Heuristics, or balcony programming in Windows

But in 2007, as Windows Vista has been released, there were a lot of old programs that didn't know about this mechanism. So the Microsoft developers decided to construct a 'balcony' – in other words: using tricky approaches to recognize that a program needs administrative permissions. And then some crap like the one mentioned above comes out.

For example, if the Registry Editor regedit.exe is launched under a standard user account, it starts with normal permissions. Under an administrator account, however, User Account Control becomes active and allows you to run the Registry Editor with administrative privileges. Starting registry editor with Run as administrator is no longer required.

But using Run as administrator with explorer.exe, however, does not work, because Windows internally blocks execution with administrative permissions – because Explorer is also responsible for the Windows shell (desktop, etc.).

Installer Detection: The Dirty Sides of the Game

If you search the Internet with the right terms, you probably come across this  stackoverflow.com thread. Somebody explains the heuristics Microsoft is using in Windows for 32 bit program. Microsoft has documented this in 2006 for Windows Vista within this dokument (Understanding and Configuring User Account Control in Windows Vista). Within the section Installer Detection you can find the details.
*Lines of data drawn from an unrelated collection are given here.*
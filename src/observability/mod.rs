//! Observability subsystem.
//!
//! # Data Flow
//! ```text
//! All subsystems produce:
//!     → logging.rs (structured log events, reason codes on every verdict)
//!     → metrics.rs (counters, histograms)
//!
//! Consumers:
//!     → Log aggregation (stdout, JSON)
//!     → Metrics endpoint (Prometheus scrape)
//! ```
//!
//! # Design Decisions
//! - Structured logging (JSON) for machine parsing
//! - Request ID flows through every log line of a request
//! - Metrics are cheap (atomic increments)

pub mod logging;
pub mod metrics;
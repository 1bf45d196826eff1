//! Configuration loading from disk.

use std::fs;
use std::path::Path;

use thiserror::Error;

use crate::config::schema::GateConfig;
use crate::config::validation::{validate_config, ValidationError};

/// Error type for configuration loading. Always fatal at startup.
#[derive(Debug, Error)]
pub enum ConfigError {
    #[error("IO error: {0}")]
    Io(#[from] std::io::Error),

    #[error("Parse error: {0}")]
    Parse(#[from] toml::de::Error),

    #[error("Validation failed: {}", join_errors(.0))]
    Validation(Vec<ValidationError>),
}

fn join_errors(errors: &[ValidationError]) -> String {
    errors
        .iter()
        .map(ToString::to_string)
        .collect::<Vec<_>>()
        .join(", ")
}

/// Parse and validate configuration from TOML text.
pub fn parse_config(content: &str) -> Result<GateConfig, ConfigError> {
    let config: GateConfig = toml::from_str(content)?;
    validate_config(&config).map_err(ConfigError::Validation)?;
    Ok(config)
}

/// Load and validate configuration from a TOML file.
pub fn load_config(path: &Path) -> Result<GateConfig, ConfigError> {
    let content = fs::read_to_string(path)?;
    parse_config(&content)
}

#[cfg(test)]
mod tests {
    use super::*;
    use crate::config::schema::{DeploymentMode, RouteMode, WebhookKind};

    const SAMPLE: &str = r#"
deployment = "development"
email_allowlist = ["@company.com", "ops@partner.io"]

[cors]
allowed_origins = ["https://app.example.com"]
allow_localhost = true

[token]
jwks_url = "https://id.example.com/.well-known/jwks.json"
issuer = "https://id.example.com"

[rate_limit]
requests = 3
window_ms = 1000

[[routes]]
path = "/api/*"
mode = "token-required"

[[routes]]
path = "/api/stripe/webhooks"
mode = "signature-required"
methods = ["POST"]
signature_provider = "stripe"

[[routes]]
path = "/auth/sign-in"
mode = "allowlist-email"
rate_limit = { requests = 5, window_ms = 60000 }

[[webhooks]]
name = "stripe"
kind = "stripe"
secret = "whsec_test"
"#;

    #[test]
    fn test_parse_sample() {
        let config = parse_config(SAMPLE).unwrap();
        assert_eq!(config.deployment, DeploymentMode::Development);
        assert_eq!(config.routes.len(), 3);
        assert_eq!(config.routes[1].mode, RouteMode::SignatureRequired);
        assert_eq!(config.routes[2].rate_limit.unwrap().requests, 5);
        assert_eq!(config.webhooks[0].kind, WebhookKind::Stripe);
        assert_eq!(config.webhooks[0].tolerance_secs, 300);
        assert_eq!(config.token.fetch_timeout_ms, 2000);
        assert_eq!(config.bots.min_user_agent_len, 10);
    }

    #[test]
    fn test_validation_errors_surface() {
        let content = r#"
[[routes]]
path = "/api/data"
mode = "token-required"
"#;
        match parse_config(content) {
            Err(ConfigError::Validation(errors)) => {
                assert!(errors.contains(&ValidationError::MissingKeySource));
            }
            other => panic!("expected validation error, got {other:?}"),
        }
    }

    #[test]
    fn test_parse_error() {
        assert!(matches!(
            parse_config("routes = 5"),
            Err(ConfigError::Parse(_))
        ));
    }

    #[test]
    fn test_missing_file() {
        let err = load_config(Path::new("/nonexistent/gate.toml")).unwrap_err();
        assert!(matches!(err, ConfigError::Io(_)));
    }
}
Before a 32 bit process is created, the following attributes are checked to determine whether it is an installer:

  • Filename includes keywords like "install," "setup," "update," etc.
  • Keywords in the following Versioning Resource fields: Vendor, Company Name, Product Name, File Description, Original Filename, Internal Name, and Export Name.
  • Keywords in the side-by-side manifest embedded in the executable.
  • Keywords in specific StringTable entries linked in the executable.
  • Key attributes in the RC data linked in the executable.
  • Targeted sequences of bytes within the executable.

There is the information that the keywords install, setup, update etc. in the program name cause this behavior. But the "etc." in the description leaves room for many possibilities.

You can also configure the execution of an application in the registry using user account control (see here).

Before I could answer my readers query, Andreas already sent me a second mail. There he pointed me to another Microsoft blog post UAC: Five most common Install failure Scenarios and workarounds (link broken) from 2007. So, just a year after they created that monster, they recognized that there was a need for another blog post explaining the shady tricks used within the Windows installer detection heuristic. Unbelievable.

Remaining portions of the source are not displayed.